# Your objective
Among the records below, find each line bearing the word "const" and copy it.
------ Supplied material ------
//! Wire protocol: line-oriented messages over TCP
//!
//! Every message is a single line, either `<type>` alone or
//! `<type>, <base64(payload)>`, where the payload is base64-encoded JSON.
//! Replies are a single base64-encoded line. Unknown message types are not a
//! protocol error at this layer; the dispatcher answers them with `Error`
//! and keeps the connection open.

use crate::block::Block;
use crate::blockchain::ChainExport;
use crate::error::{ChainError, Result};
use crate::peer::Peer;
use crate::transaction::Transaction;
use base64::engine::general_purpose::STANDARD as BASE64;
use base64::Engine;
use serde::de::DeserializeOwned;
use serde::Serialize;

/// Canonical reply bodies (sent base64-encoded).
pub mod reply {
    pub const OK: &str = "Ok";
    pub const DUP: &str = "Dup";
    pub const ERROR: &str = "Error";
    pub const BYE: &str = "Bye";
    pub const DUPLICATE: &str = "Duplicate";
    pub const DUPLICATE_OR_TAMPERED: &str = "Duplicate or Tampered";
    pub const DUPLICATE_OR_INVALID: &str = "Duplicate or Invalid";
}

#[derive(Debug, Clone, Copy, PartialEq, Eq)]
pub enum MessageType {
    GetBalance,
    DoTransact,
    GetCloneChainFrom,
    JoinNetwork,
    LeaveNetwork,
    StartMining,
    StopMining,
    BroadcastedBlock,
    BroadcastedTransaction,
    BroadcastedNewNode,
    CloneBlockchain,
}

impl MessageType {
    pub fn as_wire(&self) -> &'static str {
        match self {
            MessageType::GetBalance => "getBalance",
            MessageType::DoTransact => "doTransact",
            MessageType::GetCloneChainFrom => "getCloneChainFrom",
            MessageType::JoinNetwork => "joinNetwork",
            MessageType::LeaveNetwork => "leaveNetwork",
            MessageType::StartMining => "startMining",
            MessageType::StopMining => "stopMining",
            MessageType::BroadcastedBlock => "broadcastedBlock",
            MessageType::BroadcastedTransaction => "broadcastedTransaction",
            MessageType::BroadcastedNewNode => "broadcastedNewNode",
            MessageType::CloneBlockchain => "cloneBlockchain",
        }
    }

    pub fn from_wire(s: &str) -> Option<Self> {
        match s {
            "getBalance" => Some(MessageType::GetBalance),
            "doTransact" => Some(MessageType::DoTransact),
            "getCloneChainFrom" => Some(MessageType::GetCloneChainFrom),
            "joinNetwork" => Some(MessageType::JoinNetwork),
            "leaveNetwork" => Some(MessageType::LeaveNetwork),
            "startMining" => Some(MessageType::StartMining),
            "stopMining" => Some(MessageType::StopMining),
            "broadcastedBlock" => Some(MessageType::BroadcastedBlock),
            "broadcastedTransaction" => Some(MessageType::BroadcastedTransaction),
            "broadcastedNewNode" => Some(MessageType::BroadcastedNewNode),
            "cloneBlockchain" => Some(MessageType::CloneBlockchain),
            _ => None,
        }
    }
}

impl std::fmt::Display for MessageType {
    fn fmt(&self, f: &mut std::fmt::Formatter<'_>) -> std::fmt::Result {
        f.write_str(self.as_wire())
    }
}

/// One parsed wire line: a message type and an optional base64 payload.
#[derive(Debug, Clone, PartialEq, Eq)]
pub struct WireMessage {
    pub msg_type: MessageType,
    pub payload: Option<String>,
}

impl WireMessage {
    pub fn new(msg_type: MessageType, payload: Option<String>) -> Self {
        WireMessage { msg_type, payload }
    }

    /// Parse one line. The separator is the first `", "`; everything after
    /// it is the payload, untouched.
    pub fn parse_line(line: &str) -> Result<Self> {
        let line = line.trim_end_matches(['\r', '\n']);
        let (type_part, payload) = match line.split_once(", ") {
            Some((t, p)) => (t, Some(p.to_string())),
            None => (line, None),
        };
        let msg_type = MessageType::from_wire(type_part.trim()).ok_or_else(|| {
            ChainError::ParseError(format!("Unrecognized message type: {:?}", type_part))
        })?;
        Ok(WireMessage { msg_type, payload })
    }

    /// Render as a newline-terminated wire line.
    pub fn to_line(&self) -> String {
        match &self.payload {
            Some(payload) => format!("{}, {}\n", self.msg_type, payload),
            None => format!("{}\n", self.msg_type),
        }
    }
}

pub fn encode_b64(data: &[u8]) -> String {
    BASE64.encode(data)
}

pub fn decode_b64(data: &str) -> Result<Vec<u8>> {
    BASE64
        .decode(data.trim())
        .map_err(|e| ChainError::ParseError(format!("Invalid base64 payload: {}", e)))
}

/// Serialize a record to base64-wrapped JSON, the payload form every
/// carrying message uses.
pub fn encode_record<T: Serialize>(record: &T) -> Result<String> {
    let json = serde_json::to_vec(record)?;
    Ok(encode_b64(&json))
}

/// Decode a base64-wrapped JSON payload.
pub fn decode_record<T: DeserializeOwned>(payload: &str) -> Result<T> {
    let bytes = decode_b64(payload)?;
    Ok(serde_json::from_slice(&bytes)?)
}

/// Decode a block payload and restore its derived Merkle root.
pub fn decode_block(payload: &str) -> Result<Block> {
    let mut block: Block = decode_record(payload)?;
    block.refresh_merkle_root();
    Ok(block)
}

/// Decode a transaction payload.
pub fn decode_transaction(payload: &str) -> Result<Transaction> {
    decode_record(payload)
}

/// Decode a peer descriptor payload, canonicalizing its host.
pub fn decode_peer(payload: &str) -> Result<Peer> {
    let mut peer: Peer = decode_record(payload)?;
    peer.canonicalize();
    Ok(peer)
}

/// Decode a cloned-chain payload, restoring every block's Merkle root.
pub fn decode_chain(payload: &str) -> Result<Vec<Block>> {
    let mut export: ChainExport = decode_record(payload)?;
    for block in &mut export.chain {
        block.refresh_merkle_root();
    }
    Ok(export.chain)
}

/// Encode a reply body for the single reply line.
pub fn encode_reply(body: &str) -> String {
    encode_b64(body.as_bytes())
}

/// Decode a reply line back to its body.
pub fn decode_reply(line: &str) -> Result<String> {
    let bytes = decode_b64(line)?;
    String::from_utf8(bytes).map_err(|e| ChainError::ParseError(format!("Reply is not UTF-8: {}", e)))
}

#[cfg(test)]
mod tests {
    use super::*;
    use crate::block::GENESIS_PREVIOUS_HASH;

    #[test]
    fn test_parse_bare_line() {
        let msg = WireMessage::parse_line("cloneBlockchain\n").unwrap();
        assert_eq!(msg.msg_type, MessageType::CloneBlockchain);
        assert!(msg.payload.is_none());
    }

    #[test]
    fn test_parse_line_with_payload() {
        let msg = WireMessage::parse_line("getBalance, c29tZS1hZGRyZXNz\r\n").unwrap();
        assert_eq!(msg.msg_type, MessageType::GetBalance);
        assert_eq!(msg.payload.as_deref(), Some("c29tZS1hZGRyZXNz"));
    }

    #[test]
    fn test_parse_rejects_unknown_type() {
        assert!(WireMessage::parse_line("fetchTheMoon, abc").is_err());
        assert!(WireMessage::parse_line("").is_err());
    }

    #[test]
    fn test_line_round_trip() {
        let msg = WireMessage::new(MessageType::JoinNetwork, Some("cGF5bG9hZA==".to_string()));
        let line = msg.to_line();
        assert!(line.ends_with('\n'));
        assert_eq!(WireMessage::parse_line(&line).unwrap(), msg);
    }

    #[test]
    fn test_every_type_round_trips_through_wire_names() {
        let types = [
            MessageType::GetBalance,
            MessageType::DoTransact,
            MessageType::GetCloneChainFrom,
            MessageType::JoinNetwork,
            MessageType::LeaveNetwork,
            MessageType::StartMining,
            MessageType::StopMining,
            MessageType::BroadcastedBlock,
            MessageType::BroadcastedTransaction,
            MessageType::BroadcastedNewNode,
            MessageType::CloneBlockchain,
        ];
        for t in types {
            assert_eq!(MessageType::from_wire(t.as_wire()), Some(t));
        }
    }

    #[test]
    fn test_reply_round_trip() {
        let encoded = encode_reply(reply::DUPLICATE_OR_TAMPERED);
        assert_eq!(decode_reply(&encoded).unwrap(), reply::DUPLICATE_OR_TAMPERED);
    }

    #[test]
    fn test_peer_payload_canonicalizes_host() {
        let payload = encode_b64(br#"{"nodeAddress":"localhost","nodePort":8300}"#);
        let peer = decode_peer(&payload).unwrap();
        assert_eq!(peer, Peer::new("127.0.0.1", 8300));
    }

    #[test]
    fn test_block_payload_restores_merkle_root() {
        let mut block = Block::new(GENESIS_PREVIOUS_HASH, 1, "miner", 10);
        block
            .add_transaction(Transaction::new("s", "r", 1, 1, Some(1000), ""))
            .unwrap();
        let payload = encode_record(&block).unwrap();
        let decoded = decode_block(&payload).unwrap();
        assert_eq!(decoded.merkle_root, block.merkle_root);
        assert_eq!(decoded, block);
    }

    #[test]
    fn test_chain_payload_round_trip() {
        let block = Block::new(GENESIS_PREVIOUS_HASH, 1, "miner", 10);
        let export = ChainExport {
            chain: vec![block.clone()],
        };
        let payload = encode_record(&export).unwrap();
        let chain = decode_chain(&payload).unwrap();
        assert_eq!(chain, vec![block]);
    }

    #[test]
    fn test_decode_rejects_garbage() {
        assert!(decode_record::<Transaction>("not-base64!!!").is_err());
        let not_json = encode_b64(b"plainly not json");
        assert!(decode_record::<Transaction>(&not_json).is_err());
    }
}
------
# Answer box
    pub const OK: &str = "Ok";
    pub const DUP: &str = "Dup";
    pub const ERROR: &str = "Error";
    pub const BYE: &str = "Bye";
    pub const DUPLICATE: &str = "Duplicate";
    pub const DUPLICATE_OR_TAMPERED: &str = "Duplicate or Tampered";
    pub const DUPLICATE_OR_INVALID: &str = "Duplicate or Invalid";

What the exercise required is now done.